Antoinette Hage

The short version: 

Tech policy, privacy innovation, data protection and data rights, data governance, AI governance, privacy by design, privacy enhancing technologies, innovation in regulation.

The long(ish) version: 

I worked in the UK's data protection authority as well as in privacy, data protection and data governance for a range of global brands. I like what I do. My experience working on emerging tech policy inside a regulator gives me a unique insight into how public bodies make policy decisions and how they pursue enforcement. With that experience, I've been able to lead data protection, governance and privacy programmes in several global companies and bring together both compliance and innovation priorities. My policy and regulatory insights have been key to helping companies bring new products to market.

Beyond my core role in data governance at Marks and Spencer, I became a privacy, data protection and innovation specialist for colleagues who lead emerging technology projects. I gave advice on data protection best practice, privacy risk, interpreting ICO guidance and baking in good governance and responsible design from the start. This included advising on an AI stylist, advising on the use of AI in recruitment processes, advising on the use of personal data for marketing and targeting, and advising on the risks of using special category data drawn from customer research.  

M&S is a £12 billion FTSE100 company with a 150-year heritage in the UK. The retailer, known for its quality goods, employs 65,000 people and serves 22 million customers. 

I worked in the public policy team at Meta. The attention on generative AI throughout 2023 fostered as much excitement in-house as it did across the world. I surveyed relevant engagement opportunities in the UK, ensuring that my team of legal, policy, comms and product experts would be ready to act at the right moment - whether that was responding to the AI white paper, fostering introductions to policymakers or leading policy discussion meetings with government stakeholders.

 I developed partnerships with the government’s Foundation Model Taskforce and with the CDEI (Centre for Data Ethics & Innovation) on AI assurance. My work to coordinate my team and liaise with stakeholders in a timely way allowed Meta to land its key messages to a range of high profile policymakers.

I worked in the ICO technology team where I led on the PETs (privacy enhancing technologies), anonymisation and data sharing policy programmes. This involved strategic development and delivery of the policy programme in line with ICO priorities and with other regulators. Overall we wanted to ensure regulatory cohesion and promote harmonisation in digital markets and we needed to build industry relations quickly.

I launched two projects. First, I convened and chaired the PETs expert forum; and second, I sourced funding and delivered the PETs for Public Good research project. 

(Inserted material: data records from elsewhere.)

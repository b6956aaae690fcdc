//! Redirection of app container paths into per-profile storage.
//!
//! An app's sandbox lives under one of a few container roots, each followed
//! by a UUID directory. A recognized path is rewritten to
//! `{root}/profiles/{profile}/apps/{bundle}/{kind}/{rest}`; anything else is
//! left alone.

use std::collections::{HashMap, HashSet};
use std::path::{Component, Path, PathBuf};
use std::sync::{Arc, OnceLock, RwLock};

use tracing::{debug, info};
use uuid::Uuid;

use crate::error::PathError;
use crate::profile::ProfileContext;

/// Prefix of jailbreak-owned files on rootless installs.
pub const ROOTLESS_PREFIX: &str = "/var/jb";

/// Where jailbreak-owned files live on this device.
#[derive(Debug, Clone, Copy, PartialEq, Eq)]
pub enum InstallLayout {
    Rootful,
    Rootless,
}

impl InstallLayout {
    pub fn detect() -> Self {
        if Path::new(ROOTLESS_PREFIX).is_dir() {
            InstallLayout::Rootless
        } else {
            InstallLayout::Rootful
        }
    }

    /// Detected on first use, fixed for the life of the process.
    pub fn current() -> Self {
        static LAYOUT: OnceLock<InstallLayout> = OnceLock::new();
        *LAYOUT.get_or_init(|| {
            let layout = InstallLayout::detect();
            debug!("Install layout: {:?}", layout);
            layout
        })
    }

    /// Prefix `path` with [`ROOTLESS_PREFIX`] when this layout needs it.
    /// User data under `/var/mobile` and relative paths are never prefixed.
    pub fn translate(self, path: &Path) -> PathBuf {
        let needs_prefix = self == InstallLayout::Rootless
            && path.is_absolute()
            && !path.starts_with(ROOTLESS_PREFIX)
            && !path.starts_with("/var/mobile")
            && !path.starts_with("/private/var/mobile");

        if !needs_prefix {
            return path.to_path_buf();
        }
        let relative = path.strip_prefix("/").unwrap_or(path);
        Path::new(ROOTLESS_PREFIX).join(relative)
    }
}

/// [`InstallLayout::translate`] with the process's detected layout.
pub fn translate_path_for_environment(path: impl AsRef<Path>) -> PathBuf {
    InstallLayout::current().translate(path.as_ref())
}

/// Which part of an app's sandbox a path belongs to.
#[derive(Debug, Clone, PartialEq, Eq, Hash)]
pub enum ContainerKind {
    Data,
    Bundle,
    Group(String),
}

impl ContainerKind {
    /// Directory under the app's base path.
    pub fn dir_name(&self) -> PathBuf {
        match self {
            ContainerKind::Data => PathBuf::from("data"),
            ContainerKind::Bundle => PathBuf::from("bundle"),
            ContainerKind::Group(uuid) => Path::new("group").join(uuid),
        }
    }
}

struct ContainerRoot {
    prefix: &'static str,
    /// The signed `*.app` directory sits beside the data in these roots.
    excludes_app_dir: bool,
    kind: fn(&str) -> ContainerKind,
}

const CONTAINER_ROOTS: &[ContainerRoot] = &[
    ContainerRoot {
        prefix: "/var/mobile/Containers/Data/Application",
        excludes_app_dir: false,
        kind: |_| ContainerKind::Data,
    },
    ContainerRoot {
        prefix: "/var/mobile/Containers/Bundle/Application",
        excludes_app_dir: true,
        kind: |_| ContainerKind::Bundle,
    },
    ContainerRoot {
        prefix: "/var/mobile/Containers/Shared/AppGroup",
        excludes_app_dir: false,
        kind: |uuid| ContainerKind::Group(uuid.to_string()),
    },
    ContainerRoot {
        prefix: "/var/mobile/Applications",
        excludes_app_dir: true,
        kind: |_| ContainerKind::Data,
    },
];

/// Apple apps that always see the real filesystem.
const SYSTEM_APPS: &[&str] = &[
    "com.apple.springboard",
    "com.apple.backboardd",
    "com.apple.Preferences",
    "com.apple.mobilesafari",
    "com.apple.MobileSMS",
    "com.apple.mobilephone",
    "com.apple.mobilemail",
    "com.apple.mobileslideshow",
    "com.apple.camera",
    "com.apple.AppStore",
    "com.apple.Maps",
    "com.apple.mobilenotes",
    "com.apple.MobileAddressBook",
    "com.apple.mobilecal",
    "com.apple.Health",
    "com.apple.Passbook",
    "com.apple.findmy",
    "com.apple.DocumentsApp",
    "com.apple.weather",
    "com.apple.mobiletimer",
];

/// Hyphenated 8-4-4-4-12 form, either case.
fn is_container_uuid(s: &str) -> bool {
    s.len() == 36 && Uuid::try_parse(s).is_ok()
}

/// Split a container path into its kind and the part below the UUID directory.
fn classify(path: &Path) -> Option<(ContainerKind, PathBuf)> {
    if !path.is_absolute() || path.components().any(|c| c == Component::ParentDir) {
        return None;
    }
    let normalized;
    let path = match path.strip_prefix("/private") {
        Ok(rest) => {
            normalized = Path::new("/").join(rest);
            normalized.as_path()
        }
        Err(_) => path,
    };

    for root in CONTAINER_ROOTS {
        let Ok(rest) = path.strip_prefix(root.prefix) else {
            continue;
        };
        let mut components = rest.components();
        let uuid = components.next()?.as_os_str().to_str()?;
        if !is_container_uuid(uuid) {
            return None;
        }
        let rest: PathBuf = components.collect();

        if root.excludes_app_dir {
            let first = rest.components().next().and_then(|c| c.as_os_str().to_str());
            if first.is_some_and(|name| name.ends_with(".app")) {
                return None;
            }
        }
        return Some(((root.kind)(uuid), rest));
    }
    None
}

pub struct PathTranslator {
    root: PathBuf,
    context: Arc<ProfileContext>,
    extra_system_apps: HashSet<String>,
    /// Kind directories known to exist, per profile.
    prepared: RwLock<HashMap<String, HashSet<PathBuf>>>,
}

impl PathTranslator {
    pub fn new(root: impl Into<PathBuf>, context: Arc<ProfileContext>) -> Self {
        Self {
            root: root.into(),
            context,
            extra_system_apps: HashSet::new(),
            prepared: RwLock::new(HashMap::new()),
        }
    }

    /// Also treat `bundles` as system apps.
    pub fn with_system_apps<I, S>(mut self, bundles: I) -> Self
    where
        I: IntoIterator<Item = S>,
        S: Into<String>,
    {
        self.extra_system_apps.extend(bundles.into_iter().map(Into::into));
        self
    }

    pub fn root(&self) -> &Path {
        &self.root
    }

    pub fn profiles_dir(&self) -> PathBuf {
        self.root.join("profiles")
    }

    pub fn profile_base_path(&self, profile_id: &str) -> PathBuf {
        self.profiles_dir().join(profile_id)
    }

    pub fn app_base_path(&self, profile_id: &str, bundle_id: &str) -> PathBuf {
        self.profile_base_path(profile_id).join("apps").join(bundle_id)
    }

    pub fn app_data_path(&self, bundle_id: &str, profile_id: &str) -> PathBuf {
        self.app_base_path(profile_id, bundle_id).join("data")
    }

    pub fn is_system_app(&self, bundle_id: &str) -> bool {
        SYSTEM_APPS.contains(&bundle_id) || self.extra_system_apps.contains(bundle_id)
    }

    /// True when `path` belongs to `bundle_id`'s sandbox and may be redirected.
    pub fn is_path_redirectable(&self, path: &Path, bundle_id: &str) -> bool {
        is_safe_component(bundle_id)
            && !self.is_system_app(bundle_id)
            && !path.starts_with(self.profiles_dir())
            && classify(path).is_some()
    }

    /// Where `path` lives inside `profile_id`, without touching the disk.
    pub fn physical_path(
        &self,
        path: &Path,
        bundle_id: &str,
        profile_id: &str,
    ) -> Result<PathBuf, PathError> {
        let (kind, rest) =
            classify(path).ok_or_else(|| PathError::UnrecognizedContainerRoot(path.to_path_buf()))?;
        Ok(self
            .app_base_path(profile_id, bundle_id)
            .join(kind.dir_name())
            .join(rest))
    }

    /// Rewrite `path` into `profile_id`'s storage, creating the container
    /// kind directory on first use. Non-redirectable paths come back as-is.
    pub fn translate_path(
        &self,
        path: &Path,
        bundle_id: &str,
        profile_id: &str,
    ) -> Result<PathBuf, PathError> {
        if !self.is_path_redirectable(path, bundle_id) {
            return Ok(path.to_path_buf());
        }

        let (kind, rest) =
            classify(path).ok_or_else(|| PathError::UnrecognizedContainerRoot(path.to_path_buf()))?;
        let kind_dir = self.app_base_path(profile_id, bundle_id).join(kind.dir_name());
        self.ensure_dir(profile_id, &kind_dir)?;

        let translated = kind_dir.join(rest);
        debug!("Redirected {} -> {}", path.display(), translated.display());
        Ok(translated)
    }

    /// Translate against whichever profile is current. Unchanged when none is.
    pub fn redirect(&self, path: &Path, bundle_id: &str) -> Result<PathBuf, PathError> {
        let guard = self.context.read();
        match guard.profile_id() {
            Some(profile_id) => self.translate_path(path, bundle_id, profile_id),
            None => Ok(path.to_path_buf()),
        }
    }

    /// Forget prepared directories and set up the new profile's tree.
    pub fn profile_did_change(&self, profile_id: &str) -> Result<(), PathError> {
        self.prepared
            .write()
            .unwrap_or_else(|e| e.into_inner())
            .clear();
        self.prepare_profile_directory(profile_id)
    }

    pub fn prepare_profile_directory(&self, profile_id: &str) -> Result<(), PathError> {
        let apps = self.profile_base_path(profile_id).join("apps");
        std::fs::create_dir_all(&apps).map_err(|source| PathError::DirectoryCreationFailed {
            path: apps.clone(),
            source,
        })?;
        info!("Prepared profile directory {}", apps.display());
        Ok(())
    }

    pub fn remove_profile(&self, profile_id: &str) {
        self.prepared
            .write()
            .unwrap_or_else(|e| e.into_inner())
            .remove(profile_id);
    }

    fn ensure_dir(&self, profile_id: &str, dir: &Path) -> Result<(), PathError> {
        let known = self
            .prepared
            .read()
            .unwrap_or_else(|e| e.into_inner())
            .get(profile_id)
            .is_some_and(|dirs| dirs.contains(dir));
        if known {
            return Ok(());
        }

        std::fs::create_dir_all(dir).map_err(|source| PathError::DirectoryCreationFailed {
            path: dir.to_path_buf(),
            source,
        })?;
        self.prepared
            .write()
            .unwrap_or_else(|e| e.into_inner())
            .entry(profile_id.to_string())
            .or_default()
            .insert(dir.to_path_buf());
        Ok(())
    }
}

/// A bundle id usable as one directory name.
fn is_safe_component(name: &str) -> bool {
    !name.is_empty() && name != "." && name != ".." && !name.contains('/') && !name.contains('\0')
}
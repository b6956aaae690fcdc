//! x86-64 prologue relocation.
//!
//! The branch written over a hooked prologue is `jmp qword ptr [rip+0]`
//! followed by the absolute 64-bit destination (14 bytes). It clobbers no
//! registers, which matters for variadic functions that receive a vector
//! count in `al`.

use iced_x86::{
    BlockEncoder, BlockEncoderOptions, Decoder, DecoderOptions, FlowControl, Instruction,
    InstructionBlock,
};

use super::{CodePatcher, RelocatedPrologue};
use crate::error::HookError;

const JMP_ABS_LEN: usize = 14;

#[derive(Debug, Default, Clone, Copy)]
pub struct X86_64Patcher;

impl X86_64Patcher {
    fn ends_function(insn: &Instruction) -> bool {
        matches!(
            insn.flow_control(),
            FlowControl::Return
                | FlowControl::UnconditionalBranch
                | FlowControl::IndirectBranch
                | FlowControl::Interrupt
                | FlowControl::Exception
        )
    }
}

fn raw_bytes(code: &[u8], offset: usize, len: usize) -> u64 {
    code[offset..(offset + len).min(code.len())]
        .iter()
        .take(8)
        .enumerate()
        .fold(0u64, |acc, (i, b)| acc | (u64::from(*b) << (8 * i)))
}

impl CodePatcher for X86_64Patcher {
    fn branch_size(&self) -> usize {
        JMP_ABS_LEN
    }

    fn wants_near_trampoline(&self) -> bool {
        // RIP-relative operands copied into the trampoline need a ±2 GiB displacement.
        true
    }

    fn encode_branch(&self, _from: usize, to: usize) -> Vec<u8> {
        let mut out = Vec::with_capacity(JMP_ABS_LEN);
        out.extend_from_slice(&[0xFF, 0x25, 0x00, 0x00, 0x00, 0x00]);
        out.extend_from_slice(&(to as u64).to_le_bytes());
        out
    }

    fn padding(&self, len: usize) -> Vec<u8> {
        vec![0xCC; len]
    }

    fn relocate_prologue(
        &self,
        code: &[u8],
        target: usize,
        trampoline: usize,
    ) -> Result<RelocatedPrologue, HookError> {
        let mut decoder = Decoder::with_ip(64, code, target as u64, DecoderOptions::NONE);
        let mut instructions = Vec::new();
        let mut covered = 0usize;

        while covered < JMP_ABS_LEN {
            if !decoder.can_decode() {
                return Err(HookError::PrologueTooShort {
                    target,
                    available: covered,
                    required: JMP_ABS_LEN,
                });
            }
            let insn = decoder.decode();
            if insn.is_invalid() {
                return Err(HookError::UnsupportedInstruction {
                    addr: target + covered,
                    insn: raw_bytes(code, covered, 8),
                });
            }
            covered += insn.len();
            let terminal = Self::ends_function(&insn);
            instructions.push(insn);
            if terminal && covered < JMP_ABS_LEN {
                return Err(HookError::PrologueTooShort {
                    target,
                    available: covered,
                    required: JMP_ABS_LEN,
                });
            }
        }

        let block = InstructionBlock::new(&instructions, trampoline as u64);
        let encoded = BlockEncoder::encode(64, block, BlockEncoderOptions::NONE).map_err(|_| {
            HookError::UnsupportedInstruction {
                addr: target,
                insn: raw_bytes(code, 0, covered),
            }
        })?;

        Ok(RelocatedPrologue {
            saved_len: covered,
            code: encoded.code_buffer,
        })
    }
}

#[cfg(test)]
mod tests {
    use super::*;

    // mov rax, rdi ; add rax, 0x10 ; nop x8 ; ret
    const ADD_CONST: [u8; 18] = [
        0x48, 0x89, 0xF8, 0x48, 0x05, 0x10, 0x00, 0x00, 0x00, 0x90, 0x90, 0x90, 0x90, 0x90, 0x90,
        0x90, 0x90, 0xC3,
    ];

    #[test]
    fn covers_whole_instructions() {
        let p = X86_64Patcher;
        let r = p.relocate_prologue(&ADD_CONST, 0x1000, 0x2000).unwrap();
        // 3 + 6 + five single-byte nops
        assert_eq!(r.saved_len, 14);
        assert_eq!(r.code, ADD_CONST[..14].to_vec());
    }

    #[test]
    fn never_splits_an_instruction() {
        // endbr64 ; push rbp ; mov rbp, rsp ; sub rsp, 0x20 ; mov eax, 1 ; ret
        let code = [
            0xF3, 0x0F, 0x1E, 0xFA, 0x55, 0x48, 0x89, 0xE5, 0x48, 0x83, 0xEC, 0x20, 0xB8, 0x01,
            0x00, 0x00, 0x00, 0xC3,
        ];
        let r = X86_64Patcher.relocate_prologue(&code, 0x1000, 0x2000).unwrap();
        assert_eq!(r.saved_len, 17);
    }

    #[test]
    fn short_function_is_rejected() {
        // mov rax, rdi ; ret
        let code = [0x48, 0x89, 0xF8, 0xC3, 0xCC, 0xCC, 0xCC, 0xCC, 0xCC, 0xCC, 0xCC, 0xCC, 0xCC, 0xCC, 0xCC, 0xCC];
        let err = X86_64Patcher.relocate_prologue(&code, 0x1000, 0x2000).unwrap_err();
        assert_eq!(
            err,
            HookError::PrologueTooShort {
                target: 0x1000,
                available: 4,
                required: 14
            }
        );
    }

    #[test]
    fn relative_call_keeps_its_destination() {
        // call rel32 (+0x100) ; nop x12
        let mut code = vec![0xE8, 0x00, 0x01, 0x00, 0x00];
        code.extend(std::iter::repeat_n(0x90, 12));
        let target = 0x1000_0000usize;
        let trampoline = 0x1100_0000usize;
        let r = X86_64Patcher.relocate_prologue(&code, target, trampoline).unwrap();

        let mut decoder = Decoder::with_ip(64, &r.code, trampoline as u64, DecoderOptions::NONE);
        let call = decoder.decode();
        assert_eq!(call.near_branch_target(), (target + 5 + 0x100) as u64);
    }

    #[test]
    fn branch_is_absolute() {
        let bytes = X86_64Patcher.encode_branch(0, 0x1122_3344_5566_7788);
        assert_eq!(bytes.len(), 14);
        assert_eq!(&bytes[..6], &[0xFF, 0x25, 0, 0, 0, 0]);
        assert_eq!(&bytes[6..], &0x1122_3344_5566_7788u64.to_le_bytes());
    }
}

The PETs expert forum was a group of 50 C-suite leaders, startups, big tech firms, thinktanks, consultants and international NGOs brought together by me to foster regulatory engagement and develop industry relations. Feedback from forum members showed they hugely valued this collaborative approach and this improved relationships between the regulator and industry. A forum member said: 'it feels like the regulator is finally listening'.

In tandem, I led the PETs for Public Good project which explored the innovation and adoption of PETs through the lens of data sharing in the healthcare sector. I won a grant of £182,000 from central government to deliver this project in partnership with Plexal and AWS. I hired in consultants to engage with over 250 industry reps and technical specialists through interviews and curated workshops. I authored the final report and delivered a range of recommendations for the ICO, which were keenly adopted. My work on PETs was recognised throughout the ICO and the Commissioner himself, John Edwards, presented my work to the G7 data protection authorities’ annual summit in 2022.